*** Exercise data Section Begins ***

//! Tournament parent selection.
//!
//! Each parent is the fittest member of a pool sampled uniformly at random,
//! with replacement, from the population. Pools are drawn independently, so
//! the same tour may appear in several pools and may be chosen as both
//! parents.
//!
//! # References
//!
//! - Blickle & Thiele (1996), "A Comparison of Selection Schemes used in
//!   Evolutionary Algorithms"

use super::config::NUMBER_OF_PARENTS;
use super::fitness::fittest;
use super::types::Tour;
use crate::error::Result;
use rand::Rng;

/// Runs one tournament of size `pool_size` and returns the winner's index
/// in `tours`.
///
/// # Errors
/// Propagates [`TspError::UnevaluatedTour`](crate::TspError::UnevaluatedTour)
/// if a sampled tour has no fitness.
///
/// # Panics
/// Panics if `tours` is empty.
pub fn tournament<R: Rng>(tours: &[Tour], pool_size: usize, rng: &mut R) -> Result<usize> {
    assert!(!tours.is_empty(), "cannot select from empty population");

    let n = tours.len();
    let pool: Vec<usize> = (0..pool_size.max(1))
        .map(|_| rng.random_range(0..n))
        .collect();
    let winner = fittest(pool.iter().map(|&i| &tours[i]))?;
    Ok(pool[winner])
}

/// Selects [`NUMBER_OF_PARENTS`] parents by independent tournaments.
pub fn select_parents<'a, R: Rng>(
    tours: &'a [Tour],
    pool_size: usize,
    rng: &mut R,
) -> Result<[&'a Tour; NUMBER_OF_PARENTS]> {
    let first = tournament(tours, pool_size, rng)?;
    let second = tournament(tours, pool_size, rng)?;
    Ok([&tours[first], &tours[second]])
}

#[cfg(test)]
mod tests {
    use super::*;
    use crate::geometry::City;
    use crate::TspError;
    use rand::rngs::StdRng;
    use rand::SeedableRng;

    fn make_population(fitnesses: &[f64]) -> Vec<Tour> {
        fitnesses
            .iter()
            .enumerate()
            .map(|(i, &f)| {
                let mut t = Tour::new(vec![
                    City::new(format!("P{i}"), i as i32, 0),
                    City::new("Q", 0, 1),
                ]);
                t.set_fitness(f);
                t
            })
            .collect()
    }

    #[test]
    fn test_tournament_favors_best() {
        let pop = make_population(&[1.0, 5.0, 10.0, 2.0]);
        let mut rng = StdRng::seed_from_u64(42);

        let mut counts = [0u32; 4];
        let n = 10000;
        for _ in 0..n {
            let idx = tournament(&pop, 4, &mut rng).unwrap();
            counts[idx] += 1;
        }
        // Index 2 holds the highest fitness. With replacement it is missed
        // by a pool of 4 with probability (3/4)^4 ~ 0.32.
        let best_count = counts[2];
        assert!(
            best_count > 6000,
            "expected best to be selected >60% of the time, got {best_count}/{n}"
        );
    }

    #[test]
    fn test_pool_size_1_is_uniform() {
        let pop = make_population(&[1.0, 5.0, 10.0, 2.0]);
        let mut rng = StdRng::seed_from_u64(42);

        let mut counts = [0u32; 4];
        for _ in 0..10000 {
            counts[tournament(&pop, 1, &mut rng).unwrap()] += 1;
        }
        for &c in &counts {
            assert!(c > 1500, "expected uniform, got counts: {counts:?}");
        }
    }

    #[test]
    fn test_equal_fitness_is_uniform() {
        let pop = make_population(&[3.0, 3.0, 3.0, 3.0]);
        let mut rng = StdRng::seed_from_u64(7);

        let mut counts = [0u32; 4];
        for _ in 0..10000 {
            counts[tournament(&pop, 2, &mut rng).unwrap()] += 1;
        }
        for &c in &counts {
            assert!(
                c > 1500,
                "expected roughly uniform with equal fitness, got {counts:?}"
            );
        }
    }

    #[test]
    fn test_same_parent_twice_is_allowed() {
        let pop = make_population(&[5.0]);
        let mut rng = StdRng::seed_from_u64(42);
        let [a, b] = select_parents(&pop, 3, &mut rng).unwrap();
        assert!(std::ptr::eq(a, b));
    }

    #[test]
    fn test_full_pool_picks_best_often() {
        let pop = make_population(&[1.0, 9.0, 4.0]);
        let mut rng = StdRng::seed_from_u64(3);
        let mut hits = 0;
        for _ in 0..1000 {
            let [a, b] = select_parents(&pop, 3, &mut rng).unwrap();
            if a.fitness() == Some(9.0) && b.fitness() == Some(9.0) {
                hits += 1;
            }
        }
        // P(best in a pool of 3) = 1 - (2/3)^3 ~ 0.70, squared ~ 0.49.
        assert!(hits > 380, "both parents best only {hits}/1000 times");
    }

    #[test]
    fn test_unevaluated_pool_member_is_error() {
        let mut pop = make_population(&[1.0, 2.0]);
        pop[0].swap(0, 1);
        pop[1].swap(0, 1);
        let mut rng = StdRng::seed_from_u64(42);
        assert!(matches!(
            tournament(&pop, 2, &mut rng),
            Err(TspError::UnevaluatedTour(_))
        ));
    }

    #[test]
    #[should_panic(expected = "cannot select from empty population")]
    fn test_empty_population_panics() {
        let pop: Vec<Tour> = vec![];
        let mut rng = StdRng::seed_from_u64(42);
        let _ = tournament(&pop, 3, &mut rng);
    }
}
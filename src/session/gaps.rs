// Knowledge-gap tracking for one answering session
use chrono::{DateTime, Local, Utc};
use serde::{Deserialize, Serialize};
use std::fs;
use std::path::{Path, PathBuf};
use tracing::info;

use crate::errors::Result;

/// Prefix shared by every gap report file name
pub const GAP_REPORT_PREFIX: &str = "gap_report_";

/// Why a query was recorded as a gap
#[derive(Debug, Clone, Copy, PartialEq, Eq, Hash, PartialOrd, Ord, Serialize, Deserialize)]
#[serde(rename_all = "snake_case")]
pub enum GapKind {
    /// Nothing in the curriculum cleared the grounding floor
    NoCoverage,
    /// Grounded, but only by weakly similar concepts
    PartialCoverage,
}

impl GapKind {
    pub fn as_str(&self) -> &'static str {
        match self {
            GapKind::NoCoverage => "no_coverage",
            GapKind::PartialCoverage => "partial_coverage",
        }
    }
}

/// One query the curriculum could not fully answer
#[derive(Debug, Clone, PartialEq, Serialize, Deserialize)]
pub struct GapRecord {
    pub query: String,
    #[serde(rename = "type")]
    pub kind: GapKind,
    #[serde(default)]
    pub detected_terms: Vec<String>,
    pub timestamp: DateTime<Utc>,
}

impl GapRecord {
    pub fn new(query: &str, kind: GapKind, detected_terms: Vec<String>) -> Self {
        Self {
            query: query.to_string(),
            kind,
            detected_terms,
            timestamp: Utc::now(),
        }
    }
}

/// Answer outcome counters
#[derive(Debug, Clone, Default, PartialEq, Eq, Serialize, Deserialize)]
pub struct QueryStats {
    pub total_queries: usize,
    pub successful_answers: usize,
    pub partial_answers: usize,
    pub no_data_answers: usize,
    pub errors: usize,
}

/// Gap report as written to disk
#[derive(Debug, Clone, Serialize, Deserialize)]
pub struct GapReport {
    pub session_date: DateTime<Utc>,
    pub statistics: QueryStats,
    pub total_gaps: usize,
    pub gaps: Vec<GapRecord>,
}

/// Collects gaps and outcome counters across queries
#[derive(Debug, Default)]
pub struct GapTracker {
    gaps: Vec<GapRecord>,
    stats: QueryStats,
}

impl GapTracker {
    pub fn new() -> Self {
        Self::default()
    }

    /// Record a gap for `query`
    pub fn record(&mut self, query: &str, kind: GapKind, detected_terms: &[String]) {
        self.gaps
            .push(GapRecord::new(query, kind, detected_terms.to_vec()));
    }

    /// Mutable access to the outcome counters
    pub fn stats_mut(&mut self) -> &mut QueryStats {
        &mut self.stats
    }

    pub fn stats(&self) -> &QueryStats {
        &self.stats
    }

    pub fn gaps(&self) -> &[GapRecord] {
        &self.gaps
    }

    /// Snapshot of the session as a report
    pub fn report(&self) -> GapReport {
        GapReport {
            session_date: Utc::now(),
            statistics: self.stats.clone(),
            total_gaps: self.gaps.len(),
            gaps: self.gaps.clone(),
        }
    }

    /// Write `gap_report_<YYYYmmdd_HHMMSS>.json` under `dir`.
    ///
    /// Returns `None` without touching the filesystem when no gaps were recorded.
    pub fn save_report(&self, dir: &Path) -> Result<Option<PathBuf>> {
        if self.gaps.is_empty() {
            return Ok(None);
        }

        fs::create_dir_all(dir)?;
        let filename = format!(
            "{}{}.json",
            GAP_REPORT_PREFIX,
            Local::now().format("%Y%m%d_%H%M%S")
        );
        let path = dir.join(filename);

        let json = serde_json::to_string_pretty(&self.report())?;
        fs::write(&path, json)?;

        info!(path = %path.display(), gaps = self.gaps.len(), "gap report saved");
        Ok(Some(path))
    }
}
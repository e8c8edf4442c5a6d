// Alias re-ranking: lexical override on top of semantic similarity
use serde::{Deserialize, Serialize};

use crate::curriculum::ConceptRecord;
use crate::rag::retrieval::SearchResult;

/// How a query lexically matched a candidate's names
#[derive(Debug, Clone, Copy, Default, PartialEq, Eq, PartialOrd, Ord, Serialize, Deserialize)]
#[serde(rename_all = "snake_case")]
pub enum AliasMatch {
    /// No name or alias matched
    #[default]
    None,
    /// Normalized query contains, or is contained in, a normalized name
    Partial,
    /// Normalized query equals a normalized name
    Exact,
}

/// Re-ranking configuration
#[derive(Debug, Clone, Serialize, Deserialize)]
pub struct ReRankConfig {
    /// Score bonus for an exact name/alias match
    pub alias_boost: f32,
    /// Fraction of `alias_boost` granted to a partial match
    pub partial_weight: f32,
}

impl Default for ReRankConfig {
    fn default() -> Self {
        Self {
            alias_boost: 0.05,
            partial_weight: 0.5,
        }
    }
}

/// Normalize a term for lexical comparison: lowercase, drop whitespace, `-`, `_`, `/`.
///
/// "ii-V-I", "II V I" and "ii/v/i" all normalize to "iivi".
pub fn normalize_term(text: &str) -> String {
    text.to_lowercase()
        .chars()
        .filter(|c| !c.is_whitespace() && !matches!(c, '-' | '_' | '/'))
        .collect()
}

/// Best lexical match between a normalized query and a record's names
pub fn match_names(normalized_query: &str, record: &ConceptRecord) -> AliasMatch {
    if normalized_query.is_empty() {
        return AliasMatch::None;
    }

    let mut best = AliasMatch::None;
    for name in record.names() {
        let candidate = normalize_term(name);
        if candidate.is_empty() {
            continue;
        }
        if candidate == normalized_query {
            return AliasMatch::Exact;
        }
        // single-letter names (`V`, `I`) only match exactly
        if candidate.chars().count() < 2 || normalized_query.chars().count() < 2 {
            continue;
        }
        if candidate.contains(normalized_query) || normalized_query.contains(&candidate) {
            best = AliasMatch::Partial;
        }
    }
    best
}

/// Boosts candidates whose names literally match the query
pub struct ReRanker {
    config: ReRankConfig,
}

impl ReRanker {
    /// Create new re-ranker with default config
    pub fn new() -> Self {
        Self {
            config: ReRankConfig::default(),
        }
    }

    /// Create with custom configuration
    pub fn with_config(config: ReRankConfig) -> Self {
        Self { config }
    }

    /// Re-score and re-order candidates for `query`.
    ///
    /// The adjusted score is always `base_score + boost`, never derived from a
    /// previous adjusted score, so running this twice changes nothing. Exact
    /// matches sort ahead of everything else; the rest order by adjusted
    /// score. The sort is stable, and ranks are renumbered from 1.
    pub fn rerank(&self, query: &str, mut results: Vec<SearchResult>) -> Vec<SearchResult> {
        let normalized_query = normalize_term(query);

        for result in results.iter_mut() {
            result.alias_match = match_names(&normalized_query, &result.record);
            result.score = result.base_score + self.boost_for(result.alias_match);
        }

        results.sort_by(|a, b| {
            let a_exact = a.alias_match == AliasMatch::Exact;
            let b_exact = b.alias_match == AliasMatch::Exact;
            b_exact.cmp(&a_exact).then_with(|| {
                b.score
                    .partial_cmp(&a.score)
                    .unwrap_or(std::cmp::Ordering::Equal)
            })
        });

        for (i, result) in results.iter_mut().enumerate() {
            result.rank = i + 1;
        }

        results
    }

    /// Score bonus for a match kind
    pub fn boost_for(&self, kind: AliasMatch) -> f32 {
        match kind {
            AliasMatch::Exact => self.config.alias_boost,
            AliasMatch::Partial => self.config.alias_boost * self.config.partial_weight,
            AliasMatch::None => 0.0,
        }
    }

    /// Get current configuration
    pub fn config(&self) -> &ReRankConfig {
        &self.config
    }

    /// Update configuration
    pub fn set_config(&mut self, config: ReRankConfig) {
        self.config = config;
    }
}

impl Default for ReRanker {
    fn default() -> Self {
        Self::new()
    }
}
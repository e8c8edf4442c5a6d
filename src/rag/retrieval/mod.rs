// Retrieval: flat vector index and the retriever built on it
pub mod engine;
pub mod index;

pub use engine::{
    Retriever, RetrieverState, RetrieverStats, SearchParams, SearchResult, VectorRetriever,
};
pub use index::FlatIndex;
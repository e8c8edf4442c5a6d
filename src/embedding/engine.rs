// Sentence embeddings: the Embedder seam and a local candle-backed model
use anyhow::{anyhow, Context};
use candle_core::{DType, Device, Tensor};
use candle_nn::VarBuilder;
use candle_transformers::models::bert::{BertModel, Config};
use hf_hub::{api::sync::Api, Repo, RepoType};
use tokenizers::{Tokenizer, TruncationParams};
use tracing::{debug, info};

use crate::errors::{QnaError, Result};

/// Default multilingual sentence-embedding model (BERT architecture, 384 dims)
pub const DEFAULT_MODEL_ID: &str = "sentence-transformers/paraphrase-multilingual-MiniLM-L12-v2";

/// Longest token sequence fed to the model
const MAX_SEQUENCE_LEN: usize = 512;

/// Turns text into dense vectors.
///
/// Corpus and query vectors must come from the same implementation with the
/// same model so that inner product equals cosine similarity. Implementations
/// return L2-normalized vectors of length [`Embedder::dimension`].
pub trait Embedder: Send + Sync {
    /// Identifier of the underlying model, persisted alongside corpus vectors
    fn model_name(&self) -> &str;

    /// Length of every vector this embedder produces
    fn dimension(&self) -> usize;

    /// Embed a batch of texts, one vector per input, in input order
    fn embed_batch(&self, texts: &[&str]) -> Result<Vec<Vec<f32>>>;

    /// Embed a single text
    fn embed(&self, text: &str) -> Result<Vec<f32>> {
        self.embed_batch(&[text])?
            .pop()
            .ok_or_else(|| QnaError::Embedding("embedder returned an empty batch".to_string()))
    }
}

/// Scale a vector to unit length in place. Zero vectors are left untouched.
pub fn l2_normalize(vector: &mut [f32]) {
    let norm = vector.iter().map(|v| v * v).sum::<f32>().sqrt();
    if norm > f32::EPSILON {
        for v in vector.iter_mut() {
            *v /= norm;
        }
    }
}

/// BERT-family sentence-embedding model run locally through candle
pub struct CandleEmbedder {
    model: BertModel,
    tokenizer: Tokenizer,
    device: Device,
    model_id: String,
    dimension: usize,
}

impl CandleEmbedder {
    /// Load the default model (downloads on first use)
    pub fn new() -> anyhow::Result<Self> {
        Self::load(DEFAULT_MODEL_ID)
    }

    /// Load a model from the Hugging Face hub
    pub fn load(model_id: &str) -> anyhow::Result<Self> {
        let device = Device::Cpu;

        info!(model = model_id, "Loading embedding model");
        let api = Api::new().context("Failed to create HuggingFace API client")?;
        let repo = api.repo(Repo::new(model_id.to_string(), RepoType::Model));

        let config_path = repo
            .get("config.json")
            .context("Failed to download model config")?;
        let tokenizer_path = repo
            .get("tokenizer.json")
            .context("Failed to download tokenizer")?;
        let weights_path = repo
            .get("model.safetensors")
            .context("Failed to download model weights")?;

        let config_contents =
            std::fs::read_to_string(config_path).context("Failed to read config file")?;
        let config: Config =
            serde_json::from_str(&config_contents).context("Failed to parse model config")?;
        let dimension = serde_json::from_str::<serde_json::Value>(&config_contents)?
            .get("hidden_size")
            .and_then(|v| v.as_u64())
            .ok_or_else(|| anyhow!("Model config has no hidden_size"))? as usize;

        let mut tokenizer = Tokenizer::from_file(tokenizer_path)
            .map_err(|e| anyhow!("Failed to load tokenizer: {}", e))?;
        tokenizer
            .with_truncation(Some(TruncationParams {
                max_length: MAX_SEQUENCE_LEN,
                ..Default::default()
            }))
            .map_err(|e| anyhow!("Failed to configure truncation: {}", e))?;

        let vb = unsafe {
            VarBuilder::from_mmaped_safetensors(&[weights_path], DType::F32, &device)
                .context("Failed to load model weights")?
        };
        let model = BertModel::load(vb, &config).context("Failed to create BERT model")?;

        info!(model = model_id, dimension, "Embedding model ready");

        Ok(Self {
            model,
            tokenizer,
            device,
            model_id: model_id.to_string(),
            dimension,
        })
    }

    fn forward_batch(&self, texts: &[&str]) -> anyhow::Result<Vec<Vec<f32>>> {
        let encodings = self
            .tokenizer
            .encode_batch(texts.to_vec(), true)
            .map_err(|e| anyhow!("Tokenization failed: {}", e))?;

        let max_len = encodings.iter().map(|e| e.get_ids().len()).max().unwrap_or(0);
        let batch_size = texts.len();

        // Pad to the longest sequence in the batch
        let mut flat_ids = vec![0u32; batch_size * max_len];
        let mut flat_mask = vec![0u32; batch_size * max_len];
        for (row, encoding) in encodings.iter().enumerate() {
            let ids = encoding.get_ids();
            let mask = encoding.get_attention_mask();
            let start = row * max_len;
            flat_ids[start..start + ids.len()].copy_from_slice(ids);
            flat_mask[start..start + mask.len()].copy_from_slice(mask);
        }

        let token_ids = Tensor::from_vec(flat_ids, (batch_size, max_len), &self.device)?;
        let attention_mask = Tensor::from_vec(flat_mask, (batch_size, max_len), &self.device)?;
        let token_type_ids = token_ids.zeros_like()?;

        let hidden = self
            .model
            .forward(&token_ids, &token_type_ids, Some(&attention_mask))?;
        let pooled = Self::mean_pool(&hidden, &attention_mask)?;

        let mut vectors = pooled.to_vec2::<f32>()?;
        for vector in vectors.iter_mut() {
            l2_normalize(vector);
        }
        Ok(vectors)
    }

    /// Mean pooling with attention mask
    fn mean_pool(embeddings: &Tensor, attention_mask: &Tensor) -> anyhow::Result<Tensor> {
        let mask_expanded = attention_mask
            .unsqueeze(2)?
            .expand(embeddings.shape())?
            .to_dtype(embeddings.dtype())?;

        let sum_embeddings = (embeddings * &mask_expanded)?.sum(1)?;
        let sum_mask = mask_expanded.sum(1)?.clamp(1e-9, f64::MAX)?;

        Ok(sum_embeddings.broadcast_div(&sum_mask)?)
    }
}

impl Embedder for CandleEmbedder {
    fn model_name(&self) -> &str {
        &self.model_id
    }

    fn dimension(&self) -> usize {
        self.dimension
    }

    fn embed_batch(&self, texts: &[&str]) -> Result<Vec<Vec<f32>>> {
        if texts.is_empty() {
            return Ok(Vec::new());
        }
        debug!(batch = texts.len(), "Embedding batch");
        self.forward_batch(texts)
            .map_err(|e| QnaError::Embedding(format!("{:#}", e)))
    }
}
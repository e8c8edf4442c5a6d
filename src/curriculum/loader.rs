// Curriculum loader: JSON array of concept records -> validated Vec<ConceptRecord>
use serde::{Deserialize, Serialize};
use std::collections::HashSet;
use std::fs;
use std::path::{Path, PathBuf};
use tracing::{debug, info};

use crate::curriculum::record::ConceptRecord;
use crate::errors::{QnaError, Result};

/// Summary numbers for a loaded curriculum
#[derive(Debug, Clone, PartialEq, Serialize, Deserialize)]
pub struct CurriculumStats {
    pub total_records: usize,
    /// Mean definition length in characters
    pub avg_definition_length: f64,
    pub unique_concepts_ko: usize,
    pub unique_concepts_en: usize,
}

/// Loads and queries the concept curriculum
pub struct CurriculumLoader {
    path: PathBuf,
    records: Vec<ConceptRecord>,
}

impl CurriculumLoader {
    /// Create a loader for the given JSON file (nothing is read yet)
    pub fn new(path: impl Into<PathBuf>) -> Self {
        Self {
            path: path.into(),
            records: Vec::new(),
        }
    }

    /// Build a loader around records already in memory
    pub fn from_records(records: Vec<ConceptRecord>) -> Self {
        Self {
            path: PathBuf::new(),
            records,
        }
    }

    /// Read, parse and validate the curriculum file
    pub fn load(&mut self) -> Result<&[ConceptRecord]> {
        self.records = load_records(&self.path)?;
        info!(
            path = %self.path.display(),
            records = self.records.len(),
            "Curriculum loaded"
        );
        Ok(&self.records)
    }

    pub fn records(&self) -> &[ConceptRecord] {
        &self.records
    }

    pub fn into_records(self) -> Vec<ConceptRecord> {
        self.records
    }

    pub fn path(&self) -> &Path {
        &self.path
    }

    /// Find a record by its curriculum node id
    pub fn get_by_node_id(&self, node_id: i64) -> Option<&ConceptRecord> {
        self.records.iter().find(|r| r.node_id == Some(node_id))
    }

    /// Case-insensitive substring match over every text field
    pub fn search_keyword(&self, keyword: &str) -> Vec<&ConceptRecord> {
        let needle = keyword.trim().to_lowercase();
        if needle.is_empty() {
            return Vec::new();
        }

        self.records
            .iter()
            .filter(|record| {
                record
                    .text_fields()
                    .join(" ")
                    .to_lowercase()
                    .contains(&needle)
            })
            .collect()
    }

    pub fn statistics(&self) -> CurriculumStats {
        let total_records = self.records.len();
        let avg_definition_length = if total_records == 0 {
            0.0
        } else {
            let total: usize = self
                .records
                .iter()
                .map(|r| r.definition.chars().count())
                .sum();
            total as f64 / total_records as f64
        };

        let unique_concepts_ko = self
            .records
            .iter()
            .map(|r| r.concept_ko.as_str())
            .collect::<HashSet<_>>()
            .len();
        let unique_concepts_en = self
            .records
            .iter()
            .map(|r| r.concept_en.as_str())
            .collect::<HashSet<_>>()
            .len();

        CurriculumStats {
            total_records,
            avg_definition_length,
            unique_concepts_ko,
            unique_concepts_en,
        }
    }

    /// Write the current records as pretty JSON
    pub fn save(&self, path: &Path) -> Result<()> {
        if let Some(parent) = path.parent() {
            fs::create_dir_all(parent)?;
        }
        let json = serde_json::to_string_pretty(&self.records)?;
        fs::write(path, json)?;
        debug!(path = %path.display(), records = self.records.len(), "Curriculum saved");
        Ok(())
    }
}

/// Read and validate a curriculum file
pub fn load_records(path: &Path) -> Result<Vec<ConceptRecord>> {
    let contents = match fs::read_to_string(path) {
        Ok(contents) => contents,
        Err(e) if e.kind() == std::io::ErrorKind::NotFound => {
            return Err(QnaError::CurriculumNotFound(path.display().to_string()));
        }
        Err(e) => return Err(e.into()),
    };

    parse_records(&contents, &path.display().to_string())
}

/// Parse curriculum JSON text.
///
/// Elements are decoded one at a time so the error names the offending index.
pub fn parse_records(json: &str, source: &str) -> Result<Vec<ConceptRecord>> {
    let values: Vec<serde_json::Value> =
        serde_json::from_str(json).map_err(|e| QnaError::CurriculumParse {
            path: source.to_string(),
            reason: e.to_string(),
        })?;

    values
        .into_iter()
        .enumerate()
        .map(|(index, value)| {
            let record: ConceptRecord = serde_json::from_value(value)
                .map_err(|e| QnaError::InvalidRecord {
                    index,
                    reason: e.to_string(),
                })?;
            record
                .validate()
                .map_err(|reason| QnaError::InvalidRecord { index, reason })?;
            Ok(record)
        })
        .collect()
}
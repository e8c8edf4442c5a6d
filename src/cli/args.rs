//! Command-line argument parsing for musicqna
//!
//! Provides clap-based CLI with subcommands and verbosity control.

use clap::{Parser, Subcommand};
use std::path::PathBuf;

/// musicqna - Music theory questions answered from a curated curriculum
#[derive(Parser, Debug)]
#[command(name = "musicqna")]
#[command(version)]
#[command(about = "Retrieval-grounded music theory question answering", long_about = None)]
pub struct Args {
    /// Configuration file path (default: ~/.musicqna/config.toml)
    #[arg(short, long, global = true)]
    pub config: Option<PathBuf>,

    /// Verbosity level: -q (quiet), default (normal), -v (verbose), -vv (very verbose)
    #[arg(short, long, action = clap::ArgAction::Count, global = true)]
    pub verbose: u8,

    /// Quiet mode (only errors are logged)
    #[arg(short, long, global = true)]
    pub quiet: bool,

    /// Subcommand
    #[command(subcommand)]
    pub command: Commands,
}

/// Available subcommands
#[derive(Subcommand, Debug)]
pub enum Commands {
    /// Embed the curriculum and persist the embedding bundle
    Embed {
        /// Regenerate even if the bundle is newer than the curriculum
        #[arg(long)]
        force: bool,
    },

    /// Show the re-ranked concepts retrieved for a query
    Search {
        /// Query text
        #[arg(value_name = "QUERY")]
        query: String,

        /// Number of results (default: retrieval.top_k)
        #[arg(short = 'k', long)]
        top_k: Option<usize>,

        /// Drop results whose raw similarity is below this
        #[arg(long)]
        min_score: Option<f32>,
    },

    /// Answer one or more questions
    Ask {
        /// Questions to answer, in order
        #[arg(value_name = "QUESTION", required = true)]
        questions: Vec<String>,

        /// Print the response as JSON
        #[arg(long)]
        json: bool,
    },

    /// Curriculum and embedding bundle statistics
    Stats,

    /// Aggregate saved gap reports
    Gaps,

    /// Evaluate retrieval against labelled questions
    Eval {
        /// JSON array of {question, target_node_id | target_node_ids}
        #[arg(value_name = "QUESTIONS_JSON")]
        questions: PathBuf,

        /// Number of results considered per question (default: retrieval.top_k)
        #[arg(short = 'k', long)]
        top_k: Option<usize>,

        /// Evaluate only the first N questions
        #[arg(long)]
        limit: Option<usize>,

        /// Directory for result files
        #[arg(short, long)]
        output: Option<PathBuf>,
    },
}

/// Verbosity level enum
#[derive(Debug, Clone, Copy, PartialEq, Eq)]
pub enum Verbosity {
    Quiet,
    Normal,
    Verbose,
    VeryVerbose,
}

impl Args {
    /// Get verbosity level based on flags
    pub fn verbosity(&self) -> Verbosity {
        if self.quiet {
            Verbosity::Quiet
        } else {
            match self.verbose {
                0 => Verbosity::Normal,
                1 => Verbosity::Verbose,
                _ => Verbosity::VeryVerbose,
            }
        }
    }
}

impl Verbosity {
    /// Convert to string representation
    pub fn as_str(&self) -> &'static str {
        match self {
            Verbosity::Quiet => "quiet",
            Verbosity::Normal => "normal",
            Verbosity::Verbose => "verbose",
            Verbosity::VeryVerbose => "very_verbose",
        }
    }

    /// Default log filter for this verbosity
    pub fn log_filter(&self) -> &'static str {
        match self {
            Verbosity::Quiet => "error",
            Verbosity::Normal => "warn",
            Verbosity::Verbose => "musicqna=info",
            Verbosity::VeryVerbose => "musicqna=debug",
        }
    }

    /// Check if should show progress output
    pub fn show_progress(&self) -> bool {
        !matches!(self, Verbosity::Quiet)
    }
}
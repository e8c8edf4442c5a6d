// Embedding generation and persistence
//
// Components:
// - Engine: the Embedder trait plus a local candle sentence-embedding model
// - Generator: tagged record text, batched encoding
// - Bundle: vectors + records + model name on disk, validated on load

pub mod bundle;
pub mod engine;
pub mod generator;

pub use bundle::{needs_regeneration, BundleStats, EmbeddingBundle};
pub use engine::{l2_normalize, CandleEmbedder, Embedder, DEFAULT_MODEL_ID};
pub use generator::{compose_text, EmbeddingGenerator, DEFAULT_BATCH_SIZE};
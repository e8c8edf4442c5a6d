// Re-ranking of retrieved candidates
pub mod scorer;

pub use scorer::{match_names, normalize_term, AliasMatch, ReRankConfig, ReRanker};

*** Exercise data Section Ends ***

Your objective: If a line above holds the string "whose", count it; give the final total as the only output.

Expected answer: 2